Nicola Sturgeon (29)


‘Let me introduce you to the Law of Holes; if you find yourself in a hole, stop digging’
(Bill Brock, US Senator).

If recent events are anything to go by, this is a piece of valuable advice that Nicola ‘Wee Jimmy Krankie’ Sturgeon would be well advised to heed.

IsAC’s well-informed readership will be well aware that the purse-lipped First Minister of Scotland has got herself into something of a mess with regard to her controversial and widely condemned Gender Recognition Reform Bill. In particular, the case of a ‘transgender’ rapist being initially banged up in a women’s nick caused a real rammy, forcing our Nicola into a humiliating climbdown. The lag in question (Adam Graham, aka ‘Isla Bryson’) has now been re-located to a men’s prison.

So what, if anything, has the gurning-faced FM learned from this debacle? A little humility perhaps? A capacity for a bit of self-refection regarding her mistakes?

Fat fucking chance. Instead, she’s doubled down and gone on the attack, disgracefully smearing opponents of the Bill as ‘transphobic, deeply misogynist, often homophobic and possibly racist as well’.

So there we have it; anyone and everyone disagreeing with von Scheissehaus’s diktat is just a vile bigot, a gammon, ergo their arguments have no validity.
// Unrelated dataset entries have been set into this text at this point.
#[cfg(test)]
mod tests {
    use super::*;
    use crate::core::testing::FakeStore;
    use crate::launcher::NoLaunch;
    use crate::launcher::testing::RecordingLauncher;
    use crate::manifest::{MANIFEST_FILE, SPACE_TOKEN};
    use crate::types::test_package;
    use std::fs;
    use std::path::PathBuf;
    use std::sync::atomic::Ordering;
    use std::time::{Duration, Instant};

    struct Harness {
        _dir: tempfile::TempDir,
        store: Arc<FakeStore>,
        launcher: Arc<RecordingLauncher>,
        ctx: ScreenContext,
    }

    fn harness(store: FakeStore) -> Harness {
        let dir = tempfile::tempdir().unwrap();
        let cfg = StoreConfig::with_storage_root(dir.path().join("sd"), dir.path().join("repo"));
        let store = Arc::new(store);
        let launcher = Arc::new(RecordingLauncher::default());
        let ctx = ScreenContext {
            store: store.clone(),
            launcher: launcher.clone(),
            config: Arc::new(cfg),
            gate: OperationGate::default(),
        };
        Harness {
            _dir: dir,
            store,
            launcher,
            ctx,
        }
    }

    fn wait_for_event(screen: &mut DetailsScreen) -> ScreenEvent {
        let deadline = Instant::now() + Duration::from_secs(5);
        loop {
            if let Some(ev) = screen.poll() {
                return ev;
            }
            assert!(Instant::now() < deadline, "operation never finished");
            std::thread::sleep(Duration::from_millis(5));
        }
    }

    fn touch(path: PathBuf) {
        fs::create_dir_all(path.parent().unwrap()).unwrap();
        fs::write(path, b"bin").unwrap();
    }

    #[test]
    fn gate_admits_one_holder() {
        let gate = OperationGate::default();
        let guard = gate.try_acquire().unwrap();
        assert!(gate.is_held());
        assert!(gate.clone().try_acquire().is_none());
        drop(guard);
        assert!(!gate.is_held());
        assert!(gate.try_acquire().is_some());
    }

    #[test]
    fn confirm_installs_and_second_confirm_is_ignored() {
        let pkg = test_package("App", PackageStatus::NeedsGet, "tool", "switch/app.nro");
        let (store, release) = FakeStore::with_packages(vec![pkg.clone()]).gated();
        let h = harness(store);
        let mut screen = DetailsScreen::new(pkg, h.ctx.clone());

        assert!(screen.confirm(None));
        assert_eq!(screen.state(), ActionState::Operating(OperationKind::Install));
        assert!(!screen.confirm(None));
        assert!(screen.handle(ScreenInput::Cancel, None).is_none());
        assert!(h.ctx.gate.is_held());

        release.send(()).unwrap();
        let ev = wait_for_event(&mut screen);
        assert!(matches!(ev, ScreenEvent::CloseAndRefresh { error: None }));
        assert_eq!(screen.state(), ActionState::Idle);
        assert_eq!(h.store.installs.load(Ordering::SeqCst), 1);
        assert_eq!(h.store.removes.load(Ordering::SeqCst), 0);
        assert!(!h.ctx.gate.is_held());
        assert_eq!(screen.progress(), 1.0);
    }

    #[test]
    fn installed_package_is_removed() {
        let pkg = test_package("App", PackageStatus::Installed, "tool", "none");
        let h = harness(FakeStore::with_packages(vec![pkg.clone()]));
        let mut screen = DetailsScreen::new(pkg, h.ctx.clone());
        assert!(screen.confirm(None));
        wait_for_event(&mut screen);
        assert_eq!(h.store.removes.load(Ordering::SeqCst), 1);
        assert_eq!(h.store.installs.load(Ordering::SeqCst), 0);
    }

    #[test]
    fn failed_operation_still_returns_to_idle_with_error() {
        let pkg = test_package("App", PackageStatus::NeedsUpdate, "tool", "none");
        let store = FakeStore {
            fail: true,
            ..FakeStore::with_packages(vec![pkg.clone()])
        };
        let h = harness(store);
        let mut screen = DetailsScreen::new(pkg, h.ctx.clone());
        assert!(screen.confirm(None));
        match wait_for_event(&mut screen) {
            ScreenEvent::CloseAndRefresh { error: Some(e) } => assert!(e.contains("transfer failed")),
            other => panic!("unexpected {:?}", other),
        }
        assert_eq!(screen.state(), ActionState::Idle);
    }

    #[test]
    fn gate_is_shared_across_screens() {
        let a = test_package("A", PackageStatus::NeedsGet, "tool", "none");
        let b = test_package("B", PackageStatus::NeedsGet, "tool", "none");
        let (store, release) = FakeStore::with_packages(vec![a.clone(), b.clone()]).gated();
        let h = harness(store);
        let mut first = DetailsScreen::new(a, h.ctx.clone());
        let mut second = DetailsScreen::new(b, h.ctx.clone());

        assert!(first.confirm(None));
        assert!(!second.confirm(None));
        assert_eq!(second.state(), ActionState::Idle);

        drop(release);
        wait_for_event(&mut first);
        assert_eq!(h.store.installs.load(Ordering::SeqCst), 1);
    }

    #[test]
    fn cancel_and_more_by_author_while_idle() {
        let pkg = test_package("App", PackageStatus::NeedsGet, "tool", "none");
        let h = harness(FakeStore::default());
        let mut screen = DetailsScreen::new(pkg, h.ctx.clone());
        assert!(matches!(screen.cancel(), Some(ScreenEvent::Close)));
        match screen.handle(ScreenInput::MoreByAuthor, None) {
            Some(ScreenEvent::SearchAuthor(a)) => assert_eq!(a, "tester"),
            other => panic!("unexpected {:?}", other),
        }
    }

    #[test]
    fn launch_is_ignored_without_capability() {
        let pkg = test_package("App", PackageStatus::NeedsGet, "tool", "switch/app.nro");
        let h = harness(FakeStore::default());
        let mut screen = DetailsScreen::new(pkg, h.ctx.clone());
        assert!(!screen.can_launch());
        assert!(screen.launch().is_none());
        assert!(screen.error_text().is_none());
        assert!(h.launcher.calls.lock().unwrap().is_empty());
    }

    #[test]
    fn no_launch_platform_hides_launch() {
        let pkg = test_package("App", PackageStatus::Installed, "tool", "switch/app.nro");
        let mut h = harness(FakeStore::default());
        h.ctx.launcher = Arc::new(NoLaunch);
        let screen = DetailsScreen::new(pkg, h.ctx.clone());
        assert!(!screen.can_launch());
        assert!(screen.launch_label().is_none());
    }

    #[test]
    fn launch_hands_off_to_own_binary() {
        let pkg = test_package("App", PackageStatus::Installed, "tool", "switch/app/app.nro");
        let h = harness(FakeStore::default());
        let target = h.ctx.config.storage_path("switch/app/app.nro");
        touch(target.clone());

        let mut screen = DetailsScreen::new(pkg, h.ctx.clone());
        assert_eq!(screen.launch_label(), Some("Launch"));
        assert!(screen.launch().is_none());
        let calls = h.launcher.calls.lock().unwrap();
        assert_eq!(calls.len(), 1);
        assert_eq!(calls[0].0, target);
        assert_eq!(calls[0].1, target.display().to_string());
    }

    #[test]
    fn missing_binary_disables_launch_and_shows_error() {
        let pkg = test_package("App", PackageStatus::Installed, "tool", "switch/app/app.nro");
        let h = harness(FakeStore::default());
        let mut screen = DetailsScreen::new(pkg, h.ctx.clone());
        assert!(screen.can_launch());
        screen.launch();
        assert!(!screen.can_launch());
        assert_eq!(screen.error_text(), Some(LAUNCH_ERROR_TEXT));
        assert_eq!(screen.state(), ActionState::Idle);

        // further attempts are no-ops
        screen.launch();
        assert!(h.launcher.calls.lock().unwrap().is_empty());
    }

    #[test]
    fn refused_handoff_is_reported_like_missing_target() {
        let pkg = test_package("App", PackageStatus::Installed, "tool", "switch/app/app.nro");
        let mut h = harness(FakeStore::default());
        let failing = Arc::new(RecordingLauncher {
            fail: true,
            ..Default::default()
        });
        h.ctx.launcher = failing.clone();
        touch(h.ctx.config.storage_path("switch/app/app.nro"));

        let mut screen = DetailsScreen::new(pkg, h.ctx.clone());
        assert!(screen.can_launch());
        assert!(screen.launch().is_none());
        assert!(!screen.can_launch());
        assert_eq!(screen.error_text(), Some(LAUNCH_ERROR_TEXT));
        assert_eq!(screen.state(), ActionState::Idle);
        assert_eq!(failing.calls.lock().unwrap().len(), 1);
    }

    #[test]
    fn theme_launch_builds_injector_context() {
        let injector = test_package(
            crate::config::DEFAULT_INJECTOR,
            PackageStatus::Installed,
            "tool",
            "switch/NXThemes/installer.nro",
        );
        let theme = test_package("Dark", PackageStatus::Installed, "theme", "none");
        let h = harness(FakeStore::with_packages(vec![injector]));
        let cfg = h.ctx.config.clone();
        let target = cfg.storage_path("switch/NXThemes/installer.nro");
        touch(target.clone());
        let mdir = cfg.install_root.join("Dark");
        fs::create_dir_all(&mdir).unwrap();
        fs::write(mdir.join(MANIFEST_FILE), "U: themes/my theme.nxtheme\nU: themes/b.jpg\n").unwrap();

        let mut screen = DetailsScreen::new(theme, h.ctx.clone());
        assert_eq!(screen.launch_label(), Some("Inject"));
        assert!(screen.launch().is_none());
        assert!(screen.error_text().is_none());

        let calls = h.launcher.calls.lock().unwrap();
        assert_eq!(calls.len(), 1);
        assert_eq!(calls[0].0, target);
        let theme_path = cfg.storage_path("themes/my theme.nxtheme").display().to_string();
        let expected = format!(
            "{} installtheme={}",
            target.display(),
            theme_path.replace(' ', SPACE_TOKEN)
        );
        assert_eq!(calls[0].1, expected);
    }

    #[test]
    fn theme_without_manifest_fails_before_handoff() {
        let injector = test_package(
            crate::config::DEFAULT_INJECTOR,
            PackageStatus::Installed,
            "tool",
            "switch/NXThemes/installer.nro",
        );
        let theme = test_package("Dark", PackageStatus::Installed, "theme", "none");
        let h = harness(FakeStore::with_packages(vec![injector]));
        touch(h.ctx.config.storage_path("switch/NXThemes/installer.nro"));

        let mut screen = DetailsScreen::new(theme, h.ctx.clone());
        screen.launch();
        assert!(!screen.can_launch());
        assert_eq!(screen.error_text(), Some(LAUNCH_ERROR_TEXT));
        assert!(h.launcher.calls.lock().unwrap().is_empty());
    }

    #[test]
    fn theme_with_uninstalled_injector_opens_injector_details() {
        let injector = test_package(
            crate::config::DEFAULT_INJECTOR,
            PackageStatus::NeedsGet,
            "tool",
            "switch/NXThemes/installer.nro",
        );
        let theme = test_package("Dark", PackageStatus::Installed, "theme", "none");
        let h = harness(FakeStore::with_packages(vec![injector]));
        let mut screen = DetailsScreen::new(theme, h.ctx.clone());
        assert_eq!(screen.launch_label(), Some("Injector"));
        match screen.launch() {
            Some(ScreenEvent::OpenDetails(p)) => assert_eq!(p.pkg_name, crate::config::DEFAULT_INJECTOR),
            other => panic!("unexpected {:?}", other),
        }
        assert!(screen.can_launch());
    }

    #[test]
    fn theme_without_injector_in_catalog_cannot_launch() {
        let theme = test_package("Dark", PackageStatus::Installed, "theme", "none");
        let h = harness(FakeStore::default());
        let screen = DetailsScreen::new(theme, h.ctx.clone());
        assert!(!screen.can_launch());
    }
}
mod actions;
mod config;
mod core;
mod error;
mod launcher;
mod manifest;
mod progress;
mod style;
mod types;
mod ui;

use std::sync::Arc;

use eframe::egui;
use tracing::{error, info};
use tracing_subscriber::EnvFilter;

use crate::actions::{OperationGate, ScreenContext};
use crate::config::StoreConfig;
use crate::core::LocalStore;

fn main() -> eframe::Result<()> {
    tracing_subscriber::fmt()
        .with_env_filter(EnvFilter::try_from_default_env().unwrap_or_else(|_| EnvFilter::new("info")))
        .init();

    let config = StoreConfig::load().unwrap_or_else(|e| {
        error!("falling back to default settings: {:#}", e);
        StoreConfig::default()
    });
    info!(
        "storage root {:?}, repository {:?}",
        config.storage_root, config.repo_dir
    );

    // launch capability is fixed for the lifetime of the process
    let launcher = launcher::detect();
    let config = Arc::new(config);
    let screen_ctx = ScreenContext {
        store: Arc::new(LocalStore::new((*config).clone())),
        launcher: Arc::from(launcher),
        config,
        gate: OperationGate::default(),
    };

    let native_options = eframe::NativeOptions {
        viewport: egui::ViewportBuilder::default()
            .with_inner_size([1280.0, 720.0])
            .with_min_inner_size([1000.0, 600.0]),
        ..Default::default()
    };
    eframe::run_native(
        "Homebrew Store",
        native_options,
        Box::new(|cc| Ok(Box::new(ui::HbStoreApp::new(&cc.egui_ctx, screen_ctx)))),
    )
}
Well Wee Jimmy, here’s a second piece of homespun philosophy for you to consider;

‘When the argument is lost, slander becomes the tool of the loser’
(attributed to Socrates).

Next time, ponder on that before opening your mean little gob and letting your belly rumble.

The Scotsman

You Tube Link

Nominated by: Ron Knee

148 thoughts on “Nicola Sturgeon (29)

  1. I thought it was hilarious when at a press conference last week, she inadvertently referred to tranny prisoner Adam Graham as ‘she’, before hastily correcting herself, reverting to the standard SNP parrot line of saying ‘the individual’, ‘the prisoner’, or even ‘the rapist’.

    It was a great Freudian slip, which was immediately seized on the journalists there.
    Keep on digging Krankie, keep on digging, you fucking muppet.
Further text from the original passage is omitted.